- From: Tom Van Eetvelde <tom.van_eetvelde@alcatel.be>
- Date: Wed, 04 Oct 2000 15:47:39 +0200
- To: www-rdf-interest@w3.org
- Message-ID: <39DB34FB.FC4C4DD4@alcatel.be>
Hello RDF community, I read in John F. Sowa's book on Knowledge Representation the following thing: existential conjunctive logic is used to represent all the information stored in databases (relational, OO, ...). Existential logic is logic making use of the 'AND' operator and the 'there exists' operator. If I write in RDF: Mike --- language --> English then I imply that there exists a Mike and there exists an English language and language(Mike, English). This means that EC logic is also implicitly available in RDF. I would like to boost up this EC logic to full FOL (first order logic; adding OR, forall, NOT and implies). I know there has been some work around this (SILRI, DATALOG) but I wonder, do we need a separate logic layer on top of RDF or can we use RDF to define a logical layer?

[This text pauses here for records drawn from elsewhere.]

//! Counters for the notification dispatch loop

use serde::{Deserialize, Serialize};
use std::sync::atomic::{AtomicU64, Ordering};
use std::sync::Arc;

/// Point-in-time view of the dispatch counters
#[derive(Debug, Clone, Default, PartialEq, Eq, Serialize, Deserialize)]
pub struct DispatchStats {
    pub events_received: u64,
    pub events_dispatched: u64,
    pub events_unmatched: u64,
    pub handler_panics: u64,
}

/// Thread-safe statistics collector, cheap to clone
#[derive(Clone, Default)]
pub struct StatsCollector {
    events_received: Arc<AtomicU64>,
    events_dispatched: Arc<AtomicU64>,
    events_unmatched: Arc<AtomicU64>,
    handler_panics: Arc<AtomicU64>,
}

impl StatsCollector {
    pub fn new() -> Self {
        Self::default()
    }

    pub fn record_receive(&self) {
        self.events_received.fetch_add(1, Ordering::Relaxed);
    }

    pub fn record_dispatch(&self) {
        self.events_dispatched.fetch_add(1, Ordering::Relaxed);
    }

    /// Message arrived for a pattern with no handler
    pub fn record_unmatched(&self) {
        self.events_unmatched.fetch_add(1, Ordering::Relaxed);
    }

    pub fn record_panic(&self) {
        self.handler_panics.fetch_add(1, Ordering::Relaxed);
    }

    pub fn snapshot(&self) -> DispatchStats {
        DispatchStats {
            events_received: self.events_received.load(Ordering::Relaxed),
            events_dispatched: self.events_dispatched.load(Ordering::Relaxed),
            events_unmatched: self.events_unmatched.load(Ordering::Relaxed),
            handler_panics: self.handler_panics.load(Ordering::Relaxed),
        }
    }

    pub fn reset(&self) {
        self.events_received.store(0, Ordering::Relaxed);
        self.events_dispatched.store(0, Ordering::Relaxed);
        self.events_unmatched.store(0, Ordering::Relaxed);
        self.handler_panics.store(0, Ordering::Relaxed);
    }
}

#[cfg(test)]
mod tests {
    use super::*;

    #[test]
    fn test_collector_starts_empty() {
        let collector = StatsCollector::new();
        assert_eq!(collector.snapshot(), DispatchStats::default());
    }

    #[test]
    fn test_collector_counts() {
        let collector = StatsCollector::new();
        collector.record_receive();
        collector.record_receive();
        collector.record_dispatch();
        collector.record_unmatched();
        collector.record_panic();

        let stats = collector.snapshot();
        assert_eq!(stats.events_received, 2);
        assert_eq!(stats.events_dispatched, 1);
        assert_eq!(stats.events_unmatched, 1);
        assert_eq!(stats.handler_panics, 1);
    }

    #[test]
    fn test_collector_clone_shares_counters() {
        let collector1 = StatsCollector::new();
        let collector2 = collector1.clone();
        collector1.record_receive();
        collector2.record_receive();

        assert_eq!(collector1.snapshot().events_received, 2);
    }

    #[test]
    fn test_collector_reset() {
        let collector = StatsCollector::new();
        collector.record_receive();
        collector.record_dispatch();
        collector.reset();
        assert_eq!(collector.snapshot(), DispatchStats::default());
    }

    #[test]
    fn test_stats_serialization() {
        let stats = DispatchStats {
            events_received: 10,
            events_dispatched: 8,
            events_unmatched: 1,
            handler_panics: 1,
        };

        let json = serde_json::to_string(&stats).unwrap();
        let deserialized: DispatchStats = serde_json::from_str(&json).unwrap();
        assert_eq!(stats, deserialized);
    }
}
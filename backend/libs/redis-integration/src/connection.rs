//! Single synchronous connection with last-error bookkeeping

use crate::config::StoreConfig;
use crate::error::ConnectionError;
use redis::{Client, Connection, ErrorKind, RedisError};
use tracing::{debug, info, warn};

/// Owns the one synchronous connection of an integration instance.
///
/// There is no implicit reconnection: once a handle is held, `connect` refuses
/// to run until `disconnect` releases it.
pub struct ConnectionManager {
    config: StoreConfig,
    connection: Option<Connection>,
    last_error: String,
}

impl ConnectionManager {
    pub fn new(config: StoreConfig) -> Self {
        Self {
            config,
            connection: None,
            last_error: String::new(),
        }
    }

    pub fn config(&self) -> &StoreConfig {
        &self.config
    }

    /// Open the connection with the configured timeout
    pub fn connect(&mut self) -> Result<(), ConnectionError> {
        if self.connection.is_some() {
            return Err(self.fail(ConnectionError::AlreadyConnected));
        }

        let client = match Client::open(self.config.connection_info()) {
            Ok(client) => client,
            Err(err) => return Err(self.fail(ConnectionError::ConnectFailed(err.to_string()))),
        };

        let timeout = self.config.timeout;
        let result = if timeout.is_zero() {
            client.get_connection()
        } else {
            client.get_connection_with_timeout(timeout)
        };

        let connection = match result {
            Ok(connection) => connection,
            Err(err) => return Err(self.fail(classify(err))),
        };

        if !timeout.is_zero() {
            let applied = connection
                .set_read_timeout(Some(timeout))
                .and_then(|_| connection.set_write_timeout(Some(timeout)));
            if let Err(err) = applied {
                // Dropping the handle closes the socket; a later connect may retry.
                return Err(self.fail(ConnectionError::Handshake(err.to_string())));
            }
        }

        let (timeout_secs, timeout_usec) = self.config.timeout_parts();
        info!(
            addr = %self.config.addr_label(),
            db = self.config.database,
            timeout_secs,
            timeout_usec,
            "Redis connection established"
        );
        self.connection = Some(connection);
        self.last_error.clear();
        Ok(())
    }

    /// Release the handle so a fresh `connect` is possible
    pub fn disconnect(&mut self) {
        if self.connection.take().is_some() {
            debug!(addr = %self.config.addr_label(), "Redis connection released");
        }
    }

    pub fn is_connected(&self) -> bool {
        self.connection.is_some()
    }

    /// Most recent error message, empty if none
    pub fn last_error(&self) -> &str {
        &self.last_error
    }

    pub(crate) fn set_last_error(&mut self, message: impl Into<String>) {
        self.last_error = message.into();
    }

    /// Raw connection for issuing arbitrary commands
    pub fn connection(&mut self) -> Option<&mut Connection> {
        self.connection.as_mut()
    }

    fn fail(&mut self, err: ConnectionError) -> ConnectionError {
        warn!(addr = %self.config.addr_label(), error = %err, "Redis connect failed");
        self.last_error = err.to_string();
        err
    }
}

/// Transport-level failures never produced a handle; everything else is the
/// store refusing the session (AUTH, SELECT, protocol).
fn classify(err: RedisError) -> ConnectionError {
    if err.is_io_error()
        || err.is_connection_refusal()
        || err.is_timeout()
        || err.kind() == ErrorKind::InvalidClientConfig
    {
        ConnectionError::ConnectFailed(err.to_string())
    } else {
        ConnectionError::Handshake(err.to_string())
    }
}

#[cfg(test)]
mod tests {
    use super::*;

    #[test]
    fn test_new_manager_is_disconnected() {
        let mut manager = ConnectionManager::new(StoreConfig::default());
        assert!(!manager.is_connected());
        assert_eq!(manager.last_error(), "");
        assert!(manager.connection().is_none());
    }

    #[test]
    fn test_connect_refused_records_error() {
        // Port 1 on loopback is never a Redis server.
        let mut manager = ConnectionManager::new(StoreConfig::new("127.0.0.1", 1, 200_000));

        let err = manager.connect().unwrap_err();
        assert!(matches!(err, ConnectionError::ConnectFailed(_)));
        assert!(!manager.is_connected());
        assert_eq!(manager.last_error(), err.to_string());

        // No handle was kept, so a retry goes through the same path again.
        let err = manager.connect().unwrap_err();
        assert!(matches!(err, ConnectionError::ConnectFailed(_)));
    }

    #[test]
    fn test_classify_errors() {
        let io = RedisError::from(std::io::Error::new(
            std::io::ErrorKind::ConnectionRefused,
            "refused",
        ));
        assert!(matches!(classify(io), ConnectionError::ConnectFailed(_)));

        let auth = RedisError::from((ErrorKind::AuthenticationFailed, "WRONGPASS"));
        assert!(matches!(classify(auth), ConnectionError::Handshake(_)));
    }

    #[test]
    fn test_disconnect_without_connection_is_noop() {
        let mut manager = ConnectionManager::new(StoreConfig::default());
        manager.disconnect();
        assert!(!manager.is_connected());
    }
}
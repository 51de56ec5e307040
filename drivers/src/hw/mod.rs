//! Raw register definitions.

pub mod uartlite;
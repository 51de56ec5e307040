use core::{
    marker::PhantomData,
    mem::ManuallyDrop,
    ops::{Deref, DerefMut},
};

use spin::{Mutex, MutexGuard};

use super::irq::IrqControl;

/// IRQ-safe spinlock.
///
/// - Disables interrupts on lock
/// - Spins until acquired
/// - Releases the lock, then restores interrupt state on drop
///
/// Safe to use from:
/// - IRQ context
/// - Normal kernel context
///
/// Not fair. Not reentrant: taking the lock again from inside a guard's
/// scope (including from an interrupt handler running under it) deadlocks.
pub struct IrqSpinLock<T, I: IrqControl> {
    inner: Mutex<T>,
    _irq: PhantomData<fn() -> I>,
}

impl<T, I: IrqControl> IrqSpinLock<T, I> {
    /// Create a new IRQ-safe spinlock.
    pub const fn new(data: T) -> Self {
        Self {
            inner: Mutex::new(data),
            _irq: PhantomData,
        }
    }

    /// Acquire the lock with interrupts disabled.
    pub fn lock(&self) -> IrqSpinLockGuard<'_, T, I> {
        // Interrupts go off before we spin, so a handler that wants the
        // same lock can never preempt the holder on this core.
        let irq_state = I::disable();
        let guard = self.inner.lock();

        IrqSpinLockGuard {
            guard: ManuallyDrop::new(guard),
            irq_state,
        }
    }
}

/// Guard returned by `IrqSpinLock::lock`.
///
/// Restores interrupt state on drop.
pub struct IrqSpinLockGuard<'a, T, I: IrqControl> {
    guard: ManuallyDrop<MutexGuard<'a, T>>,
    irq_state: I::State,
}

impl<T, I: IrqControl> Deref for IrqSpinLockGuard<'_, T, I> {
    type Target = T;

    fn deref(&self) -> &Self::Target {
        &self.guard
    }
}

impl<T, I: IrqControl> DerefMut for IrqSpinLockGuard<'_, T, I> {
    fn deref_mut(&mut self) -> &mut Self::Target {
        &mut self.guard
    }
}

impl<T, I: IrqControl> Drop for IrqSpinLockGuard<'_, T, I> {
    fn drop(&mut self) {
        // SAFETY: the guard is dropped exactly once, here, and never
        // touched afterwards.
        unsafe { ManuallyDrop::drop(&mut self.guard) };

        I::restore(self.irq_state);
    }
}

#[cfg(test)]
mod tests {
    use super::*;
    use std::cell::Cell;

    thread_local! {
        static ENABLED: Cell<bool> = const { Cell::new(true) };
    }

    struct TestIrq;

    impl IrqControl for TestIrq {
        type State = bool;

        fn disable() -> bool {
            ENABLED.with(|e| e.replace(false))
        }

        fn restore(prev_enabled: bool) {
            ENABLED.with(|e| e.set(prev_enabled));
        }
    }

    fn irqs_enabled() -> bool {
        ENABLED.with(|e| e.get())
    }

    #[test]
    fn lock_masks_interrupts_until_guard_drops() {
        let lock: IrqSpinLock<u32, TestIrq> = IrqSpinLock::new(7);

        {
            let mut guard = lock.lock();
            assert!(!irqs_enabled());
            *guard += 1;
        }

        assert!(irqs_enabled());
        assert_eq!(*lock.lock(), 8);
    }

    #[test]
    fn nested_critical_sections_restore_outer_state() {
        let a: IrqSpinLock<(), TestIrq> = IrqSpinLock::new(());
        let b: IrqSpinLock<(), TestIrq> = IrqSpinLock::new(());

        let outer = a.lock();
        {
            let _inner = b.lock();
            assert!(!irqs_enabled());
        }
        // Inner guard saw interrupts already off and must not turn them on.
        assert!(!irqs_enabled());
        drop(outer);
        assert!(irqs_enabled());
    }
}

I tried the latter by introducing operator resources. This looks good in schema form, but writing software to support these constructs looks quite difficult. Simple example: if I introduce an AND node, do I AND adjacent nodes or the complete trees that originate from these adjacent nodes? So ad hoc rules need to support the schema on how to interpret the AND. Has anyone got some experience with this kind of modelling? Do I have to leave the RDF framework in order to introduce a logic layer or does anyone have a schema for logics that is easily supportable in software? Greetings, Tom.